══ Entries shown
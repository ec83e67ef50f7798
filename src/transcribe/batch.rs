//! Batch transcription of recorded audio files.
//!
//! Per file: convert to canonical PCM, detect speech segments, extract and
//! recognize each segment in order, write per-segment and full transcripts.
//! One bad segment never aborts a file; one bad file never aborts the batch.

use crate::audio::convert::AudioConverter;
use crate::audio::extract::SegmentExtractor;
use crate::audio::segment::VadParameters;
use crate::audio::vad::SilenceDetector;
use crate::audio::wav;
use crate::config::Config;
use crate::error::{Result, ScribaError};
use crate::stt::SpeechEngine;
use crate::tools::ToolRunner;
use std::fs;
use std::io::Write;
use std::path::{Path, PathBuf};
use std::sync::Arc;
use std::sync::atomic::AtomicBool;
use std::time::Instant;
use tracing::{debug, info, warn};

/// What to do when the output transcript already exists.
pub enum OverwritePolicy {
    /// Replace the existing transcript without asking.
    Overwrite,
    /// Skip the file.
    Skip,
    /// Ask the caller; `true` means overwrite.
    Prompt(Box<dyn Fn(&Path) -> bool + Send + Sync>),
}

impl OverwritePolicy {
    fn allows(&self, existing: &Path) -> bool {
        match self {
            OverwritePolicy::Overwrite => true,
            OverwritePolicy::Skip => false,
            OverwritePolicy::Prompt(ask) => ask(existing),
        }
    }
}

/// Terminal state of one file's transcription.
#[derive(Debug, PartialEq)]
pub enum BatchOutcome {
    /// Transcript written.
    Completed { transcript_path: PathBuf },
    /// Output already existed and overwrite was declined. Not an error.
    SkippedExisting,
    /// No speech detected; an empty transcript was written.
    NoSpeech { transcript_path: PathBuf },
}

/// Orchestrates the per-file batch pipeline.
pub struct BatchTranscriber {
    runner: Arc<dyn ToolRunner>,
    converter: Arc<dyn AudioConverter>,
    engine: Arc<dyn SpeechEngine>,
    config: Config,
    overwrite: OverwritePolicy,
}

impl BatchTranscriber {
    pub fn new(
        runner: Arc<dyn ToolRunner>,
        converter: Arc<dyn AudioConverter>,
        engine: Arc<dyn SpeechEngine>,
        config: Config,
        overwrite: OverwritePolicy,
    ) -> Self {
        Self {
            runner,
            converter,
            engine,
            config,
            overwrite,
        }
    }

    /// Transcribe every file in order. A failed file is logged and the batch
    /// continues; returns the number of files that completed.
    pub async fn transcribe_all(&self, files: &[PathBuf]) -> usize {
        let mut completed = 0;
        for file in files {
            match self.transcribe_file(file).await {
                Ok(BatchOutcome::SkippedExisting) => {
                    info!(file = %file.display(), "skipped, transcript already exists");
                }
                Ok(_) => completed += 1,
                Err(e) => {
                    warn!(file = %file.display(), error = %e, "transcription failed, continuing with next file");
                }
            }
        }
        completed
    }

    /// Run the full pipeline for one source file.
    pub async fn transcribe_file(&self, file: &Path) -> Result<BatchOutcome> {
        let output_dir = &self.config.directories.output;
        let temp_dir = &self.config.directories.temp;
        fs::create_dir_all(output_dir)?;
        fs::create_dir_all(temp_dir)?;

        let stem = file
            .file_stem()
            .map(|s| s.to_string_lossy().into_owned())
            .unwrap_or_else(|| "audio".to_string());
        let model = self.engine.model_name();
        let base = format!("{}_{}", stem, model);
        let transcript_path = output_dir.join(format!("{}.txt", base));

        if transcript_path.exists() && !self.overwrite.allows(&transcript_path) {
            return Ok(BatchOutcome::SkippedExisting);
        }

        info!(file = %file.display(), model, "transcribing");
        let started = Instant::now();

        let temp_wav = temp_dir.join(format!("{}.wav", stem));
        let result = self.run_pipeline(file, &temp_wav, &transcript_path, &base, started).await;

        // The whole-file PCM artifact is intermediate; segment temp files
        // are self-deleting and the segment plan is intentionally retained.
        if temp_wav.exists()
            && let Err(e) = fs::remove_file(&temp_wav)
        {
            warn!(path = %temp_wav.display(), error = %e, "could not delete temp WAV");
        }

        result
    }

    async fn run_pipeline(
        &self,
        file: &Path,
        temp_wav: &Path,
        transcript_path: &Path,
        base: &str,
        started: Instant,
    ) -> Result<BatchOutcome> {
        self.converter.to_wav(file, temp_wav).await?;
        if !temp_wav.exists() {
            return Err(ScribaError::Conversion {
                path: file.to_string_lossy().into_owned(),
                message: "converter reported success but produced no output".to_string(),
            });
        }

        let params = VadParameters::from(&self.config.vad);
        let detector = SilenceDetector::new(&*self.runner);
        let segments = detector.detect_speech_segments(temp_wav, &params).await?;

        // Side artifact for inspection; persisting it is best-effort.
        let plan_path = self
            .config
            .directories
            .output
            .join(format!("{}.segments.json", base));
        match serde_json::to_string_pretty(&segments) {
            Ok(json) => {
                if let Err(e) = fs::write(&plan_path, json) {
                    warn!(path = %plan_path.display(), error = %e, "could not persist segment plan");
                }
            }
            Err(e) => warn!(error = %e, "could not serialize segment plan"),
        }

        if segments.is_empty() {
            fs::write(transcript_path, "")?;
            info!(file = %file.display(), "no speech detected, wrote empty transcript");
            return Ok(BatchOutcome::NoSpeech {
                transcript_path: transcript_path.to_path_buf(),
            });
        }

        let extractor =
            SegmentExtractor::new(&self.config.directories.temp, Arc::clone(&self.runner))?;
        // Batch runs have no mid-file cancellation; the flag stays unset.
        let cancel = Arc::new(AtomicBool::new(false));
        let total = segments.len();
        let mut full_transcript = String::new();
        let mut speech_secs = 0.0_f64;

        for (index, segment) in segments.iter().enumerate() {
            if self.config.toggles.diagnostic {
                debug!(index = index + 1, total, segment = %segment, "processing segment");
            }

            let Some(audio) = extractor.extract(temp_wav, segment, index, total).await else {
                warn!(index = index + 1, "segment unavailable, skipping");
                continue;
            };

            let samples = match wav::read_samples_f32(audio.path()) {
                Ok(samples) => samples,
                Err(e) => {
                    warn!(index = index + 1, error = %e, "could not read segment audio, skipping");
                    continue;
                }
            };

            let pieces = match self.engine.transcribe(&samples, &cancel) {
                Ok(pieces) => pieces,
                Err(e) => {
                    warn!(index = index + 1, error = %e, "segment recognition failed, skipping");
                    continue;
                }
            };
            speech_secs += segment.duration_secs();

            let segment_file = self
                .config
                .directories
                .output
                .join(format!("{}_segment-{:04}.txt", base, index + 1));
            let mut first_piece = true;
            for piece in &pieces {
                if piece.text.trim().is_empty() {
                    continue;
                }
                full_transcript.push_str(&piece.text);
                if let Err(e) =
                    append_piece(&segment_file, piece.text.trim(), first_piece)
                {
                    warn!(path = %segment_file.display(), error = %e, "could not write per-segment transcript");
                }
                first_piece = false;
            }
        }

        let trimmed = full_transcript.trim();
        fs::write(transcript_path, trimmed)?;

        let elapsed = started.elapsed().as_secs_f64();
        if speech_secs > 0.0 {
            info!(
                elapsed_secs = format!("{:.1}", elapsed),
                speech_secs = format!("{:.1}", speech_secs),
                speed_ratio = format!("{:.2}x", speech_secs / elapsed),
                "file complete"
            );
        } else {
            info!(elapsed_secs = format!("{:.1}", elapsed), "file complete");
        }

        Ok(BatchOutcome::Completed {
            transcript_path: transcript_path.to_path_buf(),
        })
    }
}

fn append_piece(path: &Path, text: &str, truncate: bool) -> std::io::Result<()> {
    let mut file = fs::OpenOptions::new()
        .create(true)
        .write(true)
        .truncate(truncate)
        .append(!truncate)
        .open(path)?;
    writeln!(file, "{}", text)
}

/// Find batch input recordings (`*.mp3`) in a directory, sorted by name.
pub fn find_recordings(dir: &Path) -> Result<Vec<PathBuf>> {
    let mut files = Vec::new();
    for entry in fs::read_dir(dir)? {
        let path = entry?.path();
        let is_mp3 = path
            .extension()
            .map(|ext| ext.eq_ignore_ascii_case("mp3"))
            .unwrap_or(false);
        if path.is_file() && is_mp3 {
            files.push(path);
        }
    }
    files.sort();
    Ok(files)
}

#[cfg(test)]
mod tests {
    use super::*;

    #[test]
    fn recordings_scan_picks_mp3_only_sorted() {
        let dir = tempfile::tempdir().unwrap();
        fs::write(dir.path().join("b.mp3"), b"x").unwrap();
        fs::write(dir.path().join("a.MP3"), b"x").unwrap();
        fs::write(dir.path().join("notes.txt"), b"x").unwrap();
        fs::create_dir(dir.path().join("sub.mp3")).unwrap();

        let files = find_recordings(dir.path()).unwrap();
        let names: Vec<_> = files
            .iter()
            .map(|p| p.file_name().unwrap().to_string_lossy().into_owned())
            .collect();
        assert_eq!(names, vec!["a.MP3", "b.mp3"]);
    }

    #[test]
    fn recordings_scan_missing_dir_is_io_error() {
        assert!(matches!(
            find_recordings(Path::new("/nonexistent/recordings")),
            Err(ScribaError::Io(_))
        ));
    }

    #[test]
    fn overwrite_policy_prompt_consults_callback() {
        let accept = OverwritePolicy::Prompt(Box::new(|_| true));
        let decline = OverwritePolicy::Prompt(Box::new(|_| false));
        assert!(accept.allows(Path::new("t.txt")));
        assert!(!decline.allows(Path::new("t.txt")));

        assert!(OverwritePolicy::Overwrite.allows(Path::new("t.txt")));
        assert!(!OverwritePolicy::Skip.allows(Path::new("t.txt")));
    }

    #[test]
    fn piece_writes_truncate_then_append() {
        let dir = tempfile::tempdir().unwrap();
        let path = dir.path().join("seg.txt");
        fs::write(&path, "stale\n").unwrap();

        append_piece(&path, "first", true).unwrap();
        append_piece(&path, "second", false).unwrap();

        let content = fs::read_to_string(&path).unwrap();
        assert_eq!(content, "first\nsecond\n");
    }
}
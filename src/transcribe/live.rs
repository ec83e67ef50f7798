//! Live capture-chunk-transcribe loop.
//!
//! A capture backend pushes raw PCM chunks over a channel; a ~100ms polling
//! loop drains them into an accumulation buffer and feeds the recognizer a
//! fixed-duration chunk whenever the byte threshold is reached.

use crate::capture::{AudioInputDevice, CaptureBackend, CaptureFormat};
use crate::config::Toggles;
use crate::defaults;
use crate::error::Result;
use crate::stt::SpeechEngine;
use async_trait::async_trait;
use std::path::PathBuf;
use std::sync::Arc;
use std::sync::atomic::{AtomicBool, Ordering};
use std::time::Duration;
use tracing::{debug, info, warn};

/// Chooses a capture device when more than one is available.
///
/// Keeps UI concerns (console menu, GUI picker) out of the loop itself.
#[async_trait]
pub trait DeviceSelector: Send + Sync {
    /// `None` aborts the session without starting capture.
    async fn select(&self, devices: &[AudioInputDevice]) -> Option<AudioInputDevice>;
}

/// Selector that always takes the first device. Useful for headless runs
/// and tests.
pub struct FirstDeviceSelector;

#[async_trait]
impl DeviceSelector for FirstDeviceSelector {
    async fn select(&self, devices: &[AudioInputDevice]) -> Option<AudioInputDevice> {
        devices.first().cloned()
    }
}

/// Session settings for the live loop.
#[derive(Debug, Clone)]
pub struct LiveOptions {
    /// Where to persist the session transcript; `None` disables persistence.
    pub output_dir: Option<PathBuf>,
    /// Model identifier used in the transcript file name.
    pub model_name: String,
    /// Audio duration per recognition chunk.
    pub chunk_secs: f32,
    pub toggles: Toggles,
}

impl Default for LiveOptions {
    fn default() -> Self {
        Self {
            output_dir: None,
            model_name: "unknown".to_string(),
            chunk_secs: defaults::CHUNK_SECONDS,
            toggles: Toggles::default(),
        }
    }
}

/// Runs a live transcription session over a capture backend.
pub struct LiveTranscriber<E: SpeechEngine> {
    engine: E,
    options: LiveOptions,
}

impl<E: SpeechEngine> LiveTranscriber<E> {
    pub fn new(engine: E, options: LiveOptions) -> Self {
        Self { engine, options }
    }

    /// Run the session until `cancel` is set or capture ends.
    ///
    /// Returns the transcript file path if one was written. Zero available
    /// devices is a non-fatal early return of `Ok(None)`.
    pub async fn run(
        &self,
        backend: &mut dyn CaptureBackend,
        selector: &dyn DeviceSelector,
        on_segment: &(dyn Fn(&str) + Send + Sync),
        cancel: Arc<AtomicBool>,
    ) -> Result<Option<PathBuf>> {
        let devices = backend.list_devices().await;
        if devices.is_empty() {
            warn!("no capture devices available");
            return Ok(None);
        }

        let device = if devices.len() == 1 {
            devices[0].clone()
        } else {
            match selector.select(&devices).await {
                Some(device) => device,
                None => {
                    info!("no device selected, session aborted");
                    return Ok(None);
                }
            }
        };
        info!(device = %device.name, "starting live transcription");

        let (tx, rx) = crossbeam_channel::unbounded::<Vec<u8>>();
        if let Err(e) = backend
            .start_capture(&device.id, CaptureFormat::CANONICAL, tx)
            .await
        {
            backend.stop_capture().await;
            return Err(e);
        }

        let transcript = self.poll_loop(&rx, on_segment, &cancel).await;

        // Exactly one stop on every exit path.
        backend.stop_capture().await;

        if transcript.trim().is_empty() {
            return Ok(None);
        }
        let Some(output_dir) = &self.options.output_dir else {
            return Ok(None);
        };

        std::fs::create_dir_all(output_dir)?;
        let file_name = format!(
            "LiveTranscript_{}_{}.txt",
            chrono::Local::now().format("%Y%m%d%H%M%S"),
            self.options.model_name
        );
        let path = output_dir.join(file_name);
        std::fs::write(&path, transcript.trim())?;
        info!(path = %path.display(), "live transcript saved");
        Ok(Some(path))
    }

    async fn poll_loop(
        &self,
        rx: &crossbeam_channel::Receiver<Vec<u8>>,
        on_segment: &(dyn Fn(&str) + Send + Sync),
        cancel: &Arc<AtomicBool>,
    ) -> String {
        let threshold = defaults::chunk_threshold_bytes(self.options.chunk_secs);
        let tick = Duration::from_millis(defaults::POLL_INTERVAL_MS);
        let mut buffer: Vec<u8> = Vec::new();
        let mut transcript = String::new();

        while !cancel.load(Ordering::Relaxed) {
            while let Ok(chunk) = rx.try_recv() {
                if self.options.toggles.log_audio_data {
                    debug!(bytes = chunk.len(), "audio data received");
                }
                buffer.extend_from_slice(&chunk);
            }

            if buffer.len() > threshold * 8 {
                warn!(
                    buffered = buffer.len(),
                    threshold, "recognition is falling behind capture"
                );
            }

            if buffer.len() >= threshold {
                let bytes = std::mem::take(&mut buffer);
                if self.options.toggles.log_chunk_processing {
                    debug!(bytes = bytes.len(), "processing chunk");
                }
                let samples = crate::audio::wav::pcm_bytes_to_f32(&bytes);

                match self.engine.transcribe(&samples, cancel) {
                    Ok(pieces) => {
                        for piece in pieces {
                            if piece.text.trim().is_empty() {
                                continue;
                            }
                            transcript.push_str(&piece.text);
                            on_segment(&piece.text);
                        }
                    }
                    Err(e) => {
                        warn!(error = %e, "chunk recognition failed, continuing");
                    }
                }
            }

            tokio::select! {
                _ = tokio::time::sleep(tick) => {}
                _ = wait_for_cancel(cancel) => break,
            }
        }

        transcript
    }
}

// Lets cancellation interrupt the tick sleep instead of waiting it out.
async fn wait_for_cancel(cancel: &AtomicBool) {
    while !cancel.load(Ordering::Relaxed) {
        tokio::time::sleep(Duration::from_millis(10)).await;
    }
}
════
Your task. Each line from the start of the records through the line holding "use crate::audio::convert::AudioConverter;" must be returned exactly; nothing else belongs in the answer.

Task answer.
repository ec83e67ef50f7798
filename src/transcribe/batch.rs
//! Batch transcription of recorded audio files.
//!
//! Per file: convert to canonical PCM, detect speech segments, extract and
//! recognize each segment in order, write per-segment and full transcripts.
//! One bad segment never aborts a file; one bad file never aborts the batch.

use crate::audio::convert::AudioConverter;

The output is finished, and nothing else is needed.